__Task statement__.
The entries follow. Copy every line in which "both" appears.

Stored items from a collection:

================================

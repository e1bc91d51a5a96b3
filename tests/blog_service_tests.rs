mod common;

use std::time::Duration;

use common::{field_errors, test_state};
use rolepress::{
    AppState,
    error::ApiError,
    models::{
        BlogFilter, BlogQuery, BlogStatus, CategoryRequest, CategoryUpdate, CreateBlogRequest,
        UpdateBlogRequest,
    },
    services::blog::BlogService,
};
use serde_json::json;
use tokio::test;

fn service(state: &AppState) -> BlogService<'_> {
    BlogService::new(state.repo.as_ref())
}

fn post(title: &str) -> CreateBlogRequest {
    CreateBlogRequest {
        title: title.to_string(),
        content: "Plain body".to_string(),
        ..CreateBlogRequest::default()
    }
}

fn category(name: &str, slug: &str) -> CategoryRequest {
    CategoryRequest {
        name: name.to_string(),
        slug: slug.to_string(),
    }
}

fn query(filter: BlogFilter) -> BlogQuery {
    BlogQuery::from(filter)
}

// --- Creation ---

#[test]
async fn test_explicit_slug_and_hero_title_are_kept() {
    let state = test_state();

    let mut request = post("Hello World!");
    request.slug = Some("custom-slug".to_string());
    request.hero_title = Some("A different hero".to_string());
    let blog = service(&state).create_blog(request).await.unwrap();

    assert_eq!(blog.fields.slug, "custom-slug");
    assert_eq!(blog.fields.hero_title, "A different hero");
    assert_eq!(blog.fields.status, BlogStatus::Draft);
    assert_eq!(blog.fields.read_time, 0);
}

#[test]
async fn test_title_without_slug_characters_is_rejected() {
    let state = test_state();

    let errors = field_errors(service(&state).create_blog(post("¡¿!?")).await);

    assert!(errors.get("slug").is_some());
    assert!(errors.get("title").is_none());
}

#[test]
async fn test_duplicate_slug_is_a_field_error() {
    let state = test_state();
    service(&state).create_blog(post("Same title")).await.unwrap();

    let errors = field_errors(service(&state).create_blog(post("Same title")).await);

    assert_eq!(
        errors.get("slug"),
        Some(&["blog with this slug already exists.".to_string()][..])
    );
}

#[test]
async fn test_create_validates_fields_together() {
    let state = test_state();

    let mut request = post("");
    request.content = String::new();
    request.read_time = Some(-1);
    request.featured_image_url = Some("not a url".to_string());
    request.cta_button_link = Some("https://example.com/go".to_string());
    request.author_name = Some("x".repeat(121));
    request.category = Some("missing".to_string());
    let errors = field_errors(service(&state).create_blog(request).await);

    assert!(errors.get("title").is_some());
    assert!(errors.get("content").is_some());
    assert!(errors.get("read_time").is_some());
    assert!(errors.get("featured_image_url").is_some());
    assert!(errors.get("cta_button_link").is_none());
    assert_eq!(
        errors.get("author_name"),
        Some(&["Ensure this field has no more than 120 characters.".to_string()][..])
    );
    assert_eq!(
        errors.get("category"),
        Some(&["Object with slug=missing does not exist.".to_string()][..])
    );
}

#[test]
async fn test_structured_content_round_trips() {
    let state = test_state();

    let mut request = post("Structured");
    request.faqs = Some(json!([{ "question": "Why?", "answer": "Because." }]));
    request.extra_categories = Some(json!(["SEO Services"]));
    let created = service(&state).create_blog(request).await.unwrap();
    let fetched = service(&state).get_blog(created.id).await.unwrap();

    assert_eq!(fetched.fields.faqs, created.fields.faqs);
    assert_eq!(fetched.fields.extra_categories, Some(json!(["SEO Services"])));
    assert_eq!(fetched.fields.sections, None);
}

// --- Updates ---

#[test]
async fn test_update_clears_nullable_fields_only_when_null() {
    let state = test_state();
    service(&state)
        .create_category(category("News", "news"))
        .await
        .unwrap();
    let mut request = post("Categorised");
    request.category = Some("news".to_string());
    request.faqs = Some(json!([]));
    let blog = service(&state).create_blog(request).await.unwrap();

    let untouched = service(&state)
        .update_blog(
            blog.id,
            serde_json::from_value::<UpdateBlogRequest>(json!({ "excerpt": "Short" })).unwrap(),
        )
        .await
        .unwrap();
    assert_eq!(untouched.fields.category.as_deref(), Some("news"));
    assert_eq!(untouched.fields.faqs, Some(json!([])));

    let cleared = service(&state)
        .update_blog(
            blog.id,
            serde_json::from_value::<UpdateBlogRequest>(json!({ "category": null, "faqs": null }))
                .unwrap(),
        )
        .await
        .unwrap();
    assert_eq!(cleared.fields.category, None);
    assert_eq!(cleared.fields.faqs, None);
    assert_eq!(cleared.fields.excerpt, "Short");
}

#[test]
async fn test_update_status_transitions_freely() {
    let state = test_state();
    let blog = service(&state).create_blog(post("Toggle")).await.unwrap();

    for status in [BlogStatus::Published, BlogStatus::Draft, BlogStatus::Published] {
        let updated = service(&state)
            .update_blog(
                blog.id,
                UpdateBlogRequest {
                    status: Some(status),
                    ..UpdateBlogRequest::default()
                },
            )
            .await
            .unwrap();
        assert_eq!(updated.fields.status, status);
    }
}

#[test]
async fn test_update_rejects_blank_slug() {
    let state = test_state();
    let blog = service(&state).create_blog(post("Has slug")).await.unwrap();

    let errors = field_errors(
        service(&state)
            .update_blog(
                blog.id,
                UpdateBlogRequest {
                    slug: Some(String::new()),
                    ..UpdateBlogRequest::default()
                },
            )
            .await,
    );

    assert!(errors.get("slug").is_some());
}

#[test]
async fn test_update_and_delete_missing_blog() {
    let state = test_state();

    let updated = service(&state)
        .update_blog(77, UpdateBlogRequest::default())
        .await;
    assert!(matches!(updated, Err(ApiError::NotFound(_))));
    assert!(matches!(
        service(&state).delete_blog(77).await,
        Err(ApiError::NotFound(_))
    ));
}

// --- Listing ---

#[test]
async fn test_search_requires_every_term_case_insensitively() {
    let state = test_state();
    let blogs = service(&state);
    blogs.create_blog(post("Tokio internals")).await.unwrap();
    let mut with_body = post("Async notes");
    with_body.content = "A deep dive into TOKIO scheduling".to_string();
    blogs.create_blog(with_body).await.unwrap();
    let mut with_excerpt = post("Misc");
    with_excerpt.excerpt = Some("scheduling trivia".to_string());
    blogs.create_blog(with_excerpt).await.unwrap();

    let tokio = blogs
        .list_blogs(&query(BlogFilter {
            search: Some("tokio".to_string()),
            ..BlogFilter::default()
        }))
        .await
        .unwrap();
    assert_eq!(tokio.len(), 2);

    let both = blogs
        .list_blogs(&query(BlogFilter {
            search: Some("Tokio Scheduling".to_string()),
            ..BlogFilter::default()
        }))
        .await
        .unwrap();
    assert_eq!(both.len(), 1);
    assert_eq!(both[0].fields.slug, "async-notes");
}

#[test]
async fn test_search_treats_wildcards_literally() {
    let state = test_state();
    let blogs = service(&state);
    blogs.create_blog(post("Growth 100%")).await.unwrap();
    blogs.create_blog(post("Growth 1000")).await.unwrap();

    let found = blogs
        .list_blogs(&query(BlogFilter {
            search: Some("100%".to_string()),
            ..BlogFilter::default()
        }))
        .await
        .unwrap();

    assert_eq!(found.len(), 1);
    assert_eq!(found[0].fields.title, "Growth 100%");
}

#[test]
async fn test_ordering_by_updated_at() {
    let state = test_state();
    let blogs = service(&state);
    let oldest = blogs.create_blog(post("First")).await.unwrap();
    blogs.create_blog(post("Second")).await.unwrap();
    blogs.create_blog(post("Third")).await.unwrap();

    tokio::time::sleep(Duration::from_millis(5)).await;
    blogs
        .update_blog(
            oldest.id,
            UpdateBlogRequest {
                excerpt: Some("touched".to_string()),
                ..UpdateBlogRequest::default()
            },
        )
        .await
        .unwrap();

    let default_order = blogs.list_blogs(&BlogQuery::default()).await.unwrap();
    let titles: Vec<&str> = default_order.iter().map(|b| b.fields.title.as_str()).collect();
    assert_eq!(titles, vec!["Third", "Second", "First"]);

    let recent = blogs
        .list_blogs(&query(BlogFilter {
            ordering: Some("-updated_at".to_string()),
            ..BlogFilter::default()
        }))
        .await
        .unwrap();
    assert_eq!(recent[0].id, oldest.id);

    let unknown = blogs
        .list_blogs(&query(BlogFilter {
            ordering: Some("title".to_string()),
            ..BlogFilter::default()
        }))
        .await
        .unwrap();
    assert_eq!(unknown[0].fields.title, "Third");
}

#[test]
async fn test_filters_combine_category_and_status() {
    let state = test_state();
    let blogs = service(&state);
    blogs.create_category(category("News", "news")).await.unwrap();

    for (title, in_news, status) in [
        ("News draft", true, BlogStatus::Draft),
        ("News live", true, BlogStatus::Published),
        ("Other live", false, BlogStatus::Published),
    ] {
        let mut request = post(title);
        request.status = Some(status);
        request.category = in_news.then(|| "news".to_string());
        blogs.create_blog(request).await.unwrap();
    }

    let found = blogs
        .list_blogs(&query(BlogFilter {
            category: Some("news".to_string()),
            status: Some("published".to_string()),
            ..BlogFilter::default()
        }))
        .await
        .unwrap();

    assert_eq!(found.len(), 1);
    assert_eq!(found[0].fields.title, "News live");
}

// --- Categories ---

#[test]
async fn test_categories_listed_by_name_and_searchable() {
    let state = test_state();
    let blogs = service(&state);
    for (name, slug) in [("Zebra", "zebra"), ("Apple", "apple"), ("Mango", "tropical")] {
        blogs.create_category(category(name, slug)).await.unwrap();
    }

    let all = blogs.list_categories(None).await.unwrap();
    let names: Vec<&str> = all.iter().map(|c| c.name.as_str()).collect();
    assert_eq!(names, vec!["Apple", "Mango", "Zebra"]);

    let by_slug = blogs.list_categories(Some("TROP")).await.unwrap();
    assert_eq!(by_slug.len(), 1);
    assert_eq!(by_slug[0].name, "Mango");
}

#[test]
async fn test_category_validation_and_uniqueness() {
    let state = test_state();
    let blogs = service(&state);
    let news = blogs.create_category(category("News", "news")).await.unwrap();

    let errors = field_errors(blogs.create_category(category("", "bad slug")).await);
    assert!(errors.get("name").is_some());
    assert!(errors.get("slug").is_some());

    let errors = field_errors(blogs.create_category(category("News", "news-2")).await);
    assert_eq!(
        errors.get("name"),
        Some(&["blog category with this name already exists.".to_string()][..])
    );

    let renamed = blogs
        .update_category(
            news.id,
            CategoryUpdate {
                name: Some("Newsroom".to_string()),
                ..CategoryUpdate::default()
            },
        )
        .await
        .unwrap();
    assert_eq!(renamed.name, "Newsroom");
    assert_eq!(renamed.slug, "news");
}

================================

__Problem solution__.
    let both = blogs
    assert_eq!(both.len(), 1);
    assert_eq!(both[0].fields.slug, "async-notes");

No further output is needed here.